◆ **Requirement**
For each entry that follows, write out an identical copy.

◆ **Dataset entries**

use thiserror::Error;

/// Contract violations reported by contour tracing.
#[derive(Debug, Error, Clone, PartialEq, Eq)]
pub enum TraceError {
    #[error("cannot trace a non-empty cluster on a grid of width 0")]
    ZeroWidth,
    #[error("pixel index {index} is outside the {width}x{height} canvas")]
    IndexOutOfBounds { index: usize, width: u32, height: u32 },
}

/// Error type for document load/save and export operations.
#[derive(Debug, Error)]
pub enum DocumentError {
    #[error("I/O error: {0}")]
    Io(#[from] std::io::Error),
    #[error("Serialization error: {0}")]
    Serialize(String),
    #[error("Invalid format: {0}")]
    InvalidFormat(String),
    #[error("Image error: {0}")]
    Image(#[from] image::ImageError),
    #[error("GIF encode error: {0}")]
    Gif(#[from] gif::EncodingError),
    #[error("APNG encode error: {0}")]
    Png(#[from] png::EncodingError),
    #[error(transparent)]
    Trace(#[from] TraceError),
}

impl From<Box<bincode::ErrorKind>> for DocumentError {
    fn from(e: Box<bincode::ErrorKind>) -> Self {
        DocumentError::Serialize(e.to_string())
    }
}
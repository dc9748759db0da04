use crate::model::{Frame, Rect};

pub mod tree;

pub use tree::{NodeId, TreePacker};

/// A packer places rectangles into a page.
///
/// Implementations must ensure no overlaps and keep every placement inside the page.
/// `pack` returns `None` if the rectangle cannot be placed on the current page;
/// a failed call leaves the packer unchanged.
pub trait Packer<K> {
    fn can_pack(&self, rect: &Rect) -> bool;
    fn pack(&mut self, key: K, rect: &Rect) -> Option<Frame<K>>;
}
//! Binary space-partitioning packer.
//!
//! The page starts as a single free leaf. Placing a `w x h` rectangle walks the
//! tree depth-first (first child before second) until it reaches a free leaf
//! that is large enough, then splits that leaf along the axis with the larger
//! slack until a child matches the request exactly. Nodes live in an arena and
//! are never removed, so a `NodeId` stays valid for the packer's lifetime.

use super::Packer;
use crate::model::{Frame, Rect};

/// Index of a node in the packer arena. The root is always `0`.
pub type NodeId = usize;

const ROOT: NodeId = 0;

#[derive(Debug, Clone)]
struct Node {
    rect: Rect,
    // zero or two children, never one
    children: Option<[NodeId; 2]>,
    occupied: bool,
}

impl Node {
    fn leaf(rect: Rect) -> Self {
        Self {
            rect,
            children: None,
            occupied: false,
        }
    }
}

#[derive(Debug, Clone)]
pub struct TreePacker {
    nodes: Vec<Node>,
}

impl TreePacker {
    pub fn new(width: u32, height: u32) -> Self {
        Self {
            nodes: vec![Node::leaf(Rect::new(0, 0, width, height))],
        }
    }

    /// Rectangle covered by the whole tree (the page).
    pub fn root_rect(&self) -> Rect {
        self.nodes[ROOT].rect
    }

    /// Places a `w x h` rectangle and returns where it landed.
    ///
    /// Zero-sized requests are rejected. On failure the tree is left untouched.
    pub fn insert(&mut self, w: u32, h: u32) -> Option<Rect> {
        if w == 0 || h == 0 {
            return None;
        }
        let leaf = self.find_leaf(w, h)?;
        let placed = self.occupy(leaf, w, h);
        Some(self.nodes[placed].rect)
    }

    /// True if `insert(w, h)` would succeed. Does not modify the tree.
    ///
    /// Any free leaf that is large enough accepts the request, so this is a
    /// plain scan over the free leaves.
    pub fn can_insert(&self, w: u32, h: u32) -> bool {
        w > 0 && h > 0 && self.free_leaves().any(|r| r.fits(w, h))
    }

    /// Rectangles of all leaves that are not occupied.
    pub fn free_leaves(&self) -> impl Iterator<Item = Rect> + '_ {
        self.nodes
            .iter()
            .filter(|n| n.children.is_none() && !n.occupied)
            .map(|n| n.rect)
    }

    /// Rectangles of all occupied leaves, in allocation order.
    pub fn occupied(&self) -> impl Iterator<Item = Rect> + '_ {
        self.nodes.iter().filter(|n| n.occupied).map(|n| n.rect)
    }

    /// Sum of the areas of all occupied leaves.
    pub fn used_area(&self) -> u64 {
        self.occupied().map(|r| r.area()).sum()
    }

    /// Depth-first search for the first free leaf that can hold `w x h`.
    fn find_leaf(&self, w: u32, h: u32) -> Option<NodeId> {
        let mut stack = vec![ROOT];
        while let Some(id) = stack.pop() {
            let node = &self.nodes[id];
            match node.children {
                Some([first, second]) => {
                    // second pushed first so the first child is visited first
                    stack.push(second);
                    stack.push(first);
                }
                None => {
                    if !node.occupied && node.rect.fits(w, h) {
                        return Some(id);
                    }
                }
            }
        }
        None
    }

    /// Splits `id` until a leaf matches `w x h` exactly, then marks it occupied.
    /// At most two splits happen: one per axis.
    fn occupy(&mut self, mut id: NodeId, w: u32, h: u32) -> NodeId {
        loop {
            let rect = self.nodes[id].rect;
            if rect.w == w && rect.h == h {
                self.nodes[id].occupied = true;
                return id;
            }
            let [first, second] = split(&rect, w, h);
            let first_id = self.nodes.len();
            self.nodes.push(Node::leaf(first));
            self.nodes.push(Node::leaf(second));
            self.nodes[id].children = Some([first_id, first_id + 1]);
            id = first_id;
        }
    }
}

/// Partitions `leaf` so the first part is as close as possible to `w x h`.
///
/// Splits vertically when the horizontal slack is strictly larger, otherwise
/// horizontally.
fn split(leaf: &Rect, w: u32, h: u32) -> [Rect; 2] {
    let dw = leaf.w - w;
    let dh = leaf.h - h;
    if dw > dh {
        [
            Rect::new(leaf.x, leaf.y, w, leaf.h),
            Rect::new(leaf.x + w, leaf.y, leaf.w - w, leaf.h),
        ]
    } else {
        [
            Rect::new(leaf.x, leaf.y, leaf.w, h),
            Rect::new(leaf.x, leaf.y + h, leaf.w, leaf.h - h),
        ]
    }
}

impl<K> Packer<K> for TreePacker {
    fn can_pack(&self, rect: &Rect) -> bool {
        self.can_insert(rect.w, rect.h)
    }

    fn pack(&mut self, key: K, rect: &Rect) -> Option<Frame<K>> {
        self.insert(rect.w, rect.h).map(|frame| Frame { key, frame })
    }
}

◆ **The answer**
use thiserror::Error;

/// Contract violations reported by contour tracing.
#[derive(Debug, Error, Clone, PartialEq, Eq)]
pub enum TraceError {
    #[error("cannot trace a non-empty cluster on a grid of width 0")]
    ZeroWidth,
    #[error("pixel index {index} is outside the {width}x{height} canvas")]
    IndexOutOfBounds { index: usize, width: u32, height: u32 },
}

/// Error type for document load/save and export operations.
#[derive(Debug, Error)]
pub enum DocumentError {
    #[error("I/O error: {0}")]
    Io(#[from] std::io::Error),
    #[error("Serialization error: {0}")]
    Serialize(String),
    #[error("Invalid format: {0}")]
    InvalidFormat(String),
    #[error("Image error: {0}")]
    Image(#[from] image::ImageError),
    #[error("GIF encode error: {0}")]
    Gif(#[from] gif::EncodingError),
    #[error("APNG encode error: {0}")]
    Png(#[from] png::EncodingError),
    #[error(transparent)]
    Trace(#[from] TraceError),
}

impl From<Box<bincode::ErrorKind>> for DocumentError {
    fn from(e: Box<bincode::ErrorKind>) -> Self {
        DocumentError::Serialize(e.to_string())
    }
}
repository dc9748759db0da04
use crate::model::{Frame, Rect};

pub mod tree;

pub use tree::{NodeId, TreePacker};

/// A packer places rectangles into a page.
///
/// Implementations must ensure no overlaps and keep every placement inside the page.
/// `pack` returns `None` if the rectangle cannot be placed on the current page;
/// a failed call leaves the packer unchanged.
pub trait Packer<K> {
    fn can_pack(&self, rect: &Rect) -> bool;
    fn pack(&mut self, key: K, rect: &Rect) -> Option<Frame<K>>;
}
//! Binary space-partitioning packer.
//!
//! The page starts as a single free leaf. Placing a `w x h` rectangle walks the
//! tree depth-first (first child before second) until it reaches a free leaf
//! that is large enough, then splits that leaf along the axis with the larger
//! slack until a child matches the request exactly. Nodes live in an arena and
//! are never removed, so a `NodeId` stays valid for the packer's lifetime.

use super::Packer;
use crate::model::{Frame, Rect};

/// Index of a node in the packer arena. The root is always `0`.
pub type NodeId = usize;

const ROOT: NodeId = 0;

#[derive(Debug, Clone)]
struct Node {
    rect: Rect,
    // zero or two children, never one
    children: Option<[NodeId; 2]>,
    occupied: bool,
}

impl Node {
    fn leaf(rect: Rect) -> Self {
        Self {
            rect,
            children: None,
            occupied: false,
        }
    }
}

#[derive(Debug, Clone)]
pub struct TreePacker {
    nodes: Vec<Node>,
}

impl TreePacker {
    pub fn new(width: u32, height: u32) -> Self {
        Self {
            nodes: vec![Node::leaf(Rect::new(0, 0, width, height))],
        }
    }

    /// Rectangle covered by the whole tree (the page).
    pub fn root_rect(&self) -> Rect {
        self.nodes[ROOT].rect
    }

    /// Places a `w x h` rectangle and returns where it landed.
    ///
    /// Zero-sized requests are rejected. On failure the tree is left untouched.
    pub fn insert(&mut self, w: u32, h: u32) -> Option<Rect> {
        if w == 0 || h == 0 {
            return None;
        }
        let leaf = self.find_leaf(w, h)?;
        let placed = self.occupy(leaf, w, h);
        Some(self.nodes[placed].rect)
    }

    /// True if `insert(w, h)` would succeed. Does not modify the tree.
    ///
    /// Any free leaf that is large enough accepts the request, so this is a
    /// plain scan over the free leaves.
    pub fn can_insert(&self, w: u32, h: u32) -> bool {
        w > 0 && h > 0 && self.free_leaves().any(|r| r.fits(w, h))
    }

    /// Rectangles of all leaves that are not occupied.
    pub fn free_leaves(&self) -> impl Iterator<Item = Rect> + '_ {
        self.nodes
            .iter()
            .filter(|n| n.children.is_none() && !n.occupied)
            .map(|n| n.rect)
    }

    /// Rectangles of all occupied leaves, in allocation order.
    pub fn occupied(&self) -> impl Iterator<Item = Rect> + '_ {
        self.nodes.iter().filter(|n| n.occupied).map(|n| n.rect)
    }

    /// Sum of the areas of all occupied leaves.
    pub fn used_area(&self) -> u64 {
        self.occupied().map(|r| r.area()).sum()
    }

    /// Depth-first search for the first free leaf that can hold `w x h`.
    fn find_leaf(&self, w: u32, h: u32) -> Option<NodeId> {
        let mut stack = vec![ROOT];
        while let Some(id) = stack.pop() {
            let node = &self.nodes[id];
            match node.children {
                Some([first, second]) => {
                    // second pushed first so the first child is visited first
                    stack.push(second);
                    stack.push(first);
                }
                None => {
                    if !node.occupied && node.rect.fits(w, h) {
                        return Some(id);
                    }
                }
            }
        }
        None
    }

    /// Splits `id` until a leaf matches `w x h` exactly, then marks it occupied.
    /// At most two splits happen: one per axis.
    fn occupy(&mut self, mut id: NodeId, w: u32, h: u32) -> NodeId {
        loop {
            let rect = self.nodes[id].rect;
            if rect.w == w && rect.h == h {
                self.nodes[id].occupied = true;
                return id;
            }
            let [first, second] = split(&rect, w, h);
            let first_id = self.nodes.len();
            self.nodes.push(Node::leaf(first));
            self.nodes.push(Node::leaf(second));
            self.nodes[id].children = Some([first_id, first_id + 1]);
            id = first_id;
        }
    }
}

/// Partitions `leaf` so the first part is as close as possible to `w x h`.
///
/// Splits vertically when the horizontal slack is strictly larger, otherwise
/// horizontally.
fn split(leaf: &Rect, w: u32, h: u32) -> [Rect; 2] {
    let dw = leaf.w - w;
    let dh = leaf.h - h;
    if dw > dh {
        [
            Rect::new(leaf.x, leaf.y, w, leaf.h),
            Rect::new(leaf.x + w, leaf.y, leaf.w - w, leaf.h),
        ]
    } else {
        [
            Rect::new(leaf.x, leaf.y, leaf.w, h),
            Rect::new(leaf.x, leaf.y + h, leaf.w, leaf.h - h),
        ]
    }
}

impl<K> Packer<K> for TreePacker {
    fn can_pack(&self, rect: &Rect) -> bool {
        self.can_insert(rect.w, rect.h)
    }

    fn pack(&mut self, key: K, rect: &Rect) -> Option<Frame<K>> {
        self.insert(rect.w, rect.h).map(|frame| Frame { key, frame })
    }
}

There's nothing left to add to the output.